A community dedicated to exchanging ideas and experiences about field research and ethics in conflict, post-conflict, authoritarian, and other difficult fieldwork settings, including contexts of systemic and symbolic violence.
Safety and Security of Researcher and Research Subjects: Protection
Are the informed consent and confidentiality concepts, at the core of the IRB certification, enough to protect research subjects? How can informed consent be used in a post-conflict environment? How can informed consent be used in cultures where consent is a community affair, not an individual one?Possible approaches:
Oral rather than written consent
Consent from village elders/representatives
Emphasis on transparency when conducting research
What constitutes enough when protecting identities of research subjects? Does the safety of respondents extend beyond their physical and emotional safety? Do researchers also need to consider where respondents are in their post-war healing process?Possible approaches:
Interviewing more respondents than the target group to camouflage the characteristics of the target group
Shielding of identities of respondents with pseudonyms, disguises, changing of identifying characteristics of respondents and locations (sometimes even if not required by respondents)

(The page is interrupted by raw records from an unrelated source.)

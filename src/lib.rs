mod align_pole_vector_op;
mod base;
mod chain;
mod chain_set;
mod copy_base_pose;
mod debug;
mod fk_chains_op;
mod hierarchy;
mod ik_chains_op;
mod ik_goal;
mod ik_rig_solver;
mod logger;
mod math;
mod op;
mod op_stack;
mod pelvis_motion_op;
mod pin_bone_op;
mod processor;
mod retarget_pose;
mod rig;
mod root_motion_op;
mod run_ik_rig_op;
mod skeleton;
mod stride_warp_op;

pub mod test_utils;

pub use align_pole_vector_op::{
    chain_pole_vector, AlignPoleVectorChainSettings, AlignPoleVectorOp, AlignPoleVectorSettings,
};
pub use base::*;
pub use chain::{BoneChain, ChainWarning, ResolvedBoneChain};
pub use chain_set::{AutoMapChainType, ChainMapping, ChainPair, RetargetChainSet, RigChains};
pub use copy_base_pose::{BasePoseCopier, CopyBasePoseSettings};
pub use debug::{DebugSink, DebugSnapshot, SnapshotDebugSink};
pub use fk_chains_op::{FKChainSettings, FKChainsOp, FKChainsSettings, FKRotationMode, FKTranslationMode};
pub use hierarchy::{BoneHierarchy, ResolvedRetargetPose, TargetBoneHierarchy};
pub use ik_chains_op::{IKChainSettings, IKChainsOp, IKChainsSettings};
pub use ik_goal::{IKGoal, IKGoalContainer, IKGoalSpace};
pub use ik_rig_solver::{IKRigSolver, IKRigSolverFactory};
pub use logger::{LogLevel, LogMessage, RetargetLog};
pub use math::{
    quat_abs_diff_eq, quat_blend, quat_from_vectors, quat_swing_twist, safe_div, safe_normalize, safe_scale_recip, yaw_of,
    Transform,
};
pub use op::{
    FrameContext, OpHeader, OpInitContext, OpKind, OpPostInitContext, OpRunContext, OpSettings, PelvisMotionDelta,
    RetargetOp,
};
pub use op_stack::{OpStack, OpStackInitContext};
pub use pelvis_motion_op::{PelvisMotionOp, PelvisMotionSettings};
pub use pin_bone_op::{PinBoneData, PinBoneOp, PinBoneSettings, PinBoneType};
pub use processor::{RetargetAsset, RetargetProcessor, RetargetProfile};
pub use retarget_pose::{RetargetPose, DEFAULT_POSE_NAME};
pub use rig::{IKGoalDefinition, IKRigDefinition};
pub use root_motion_op::{RootMotionHeightSource, RootMotionOp, RootMotionSettings, RootMotionSource};
pub use run_ik_rig_op::{RunIKRigOp, RunIKRigSettings};
pub use skeleton::Skeleton;
pub use stride_warp_op::{StrideWarpOp, StrideWarpSettings, WarpingDirectionSource};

Repeated interviews with same respondents to help build trust (will also help deepen knowledge of the researcher and provide thicker data)
Encryption and password protection of data
Who should determine the level of protection: the researcher, the research subject or a code of ethics?
Can any code of ethics begin to address all situations?
Is a flexible understanding of possible problems, ethical dilemmas and appropriate responses a better approach? How can that flexible understanding be developed?
How can researchers know if their presence is bringing harm? Does the concept of do-no- harm extend to the well-being of the respondent? What about the “responsibility to do no harm”? Are these concepts appropriate; should they be guiding principles? What if the researcher wants to do harm to some research subjects (such as exposing human rights abuses, or unethical behavior): is that ethical?
Are there different levels or dimensions of ethical obligation to respondents and their safety? What are the differences between professional obligations, personal obligations to respondents and their families, and moral obligations which arise over the course of the research?
What are the researcher’s obligations to public safety vs. confidentiality if research uncovers information relevant to the safety concerns of others or the public at large?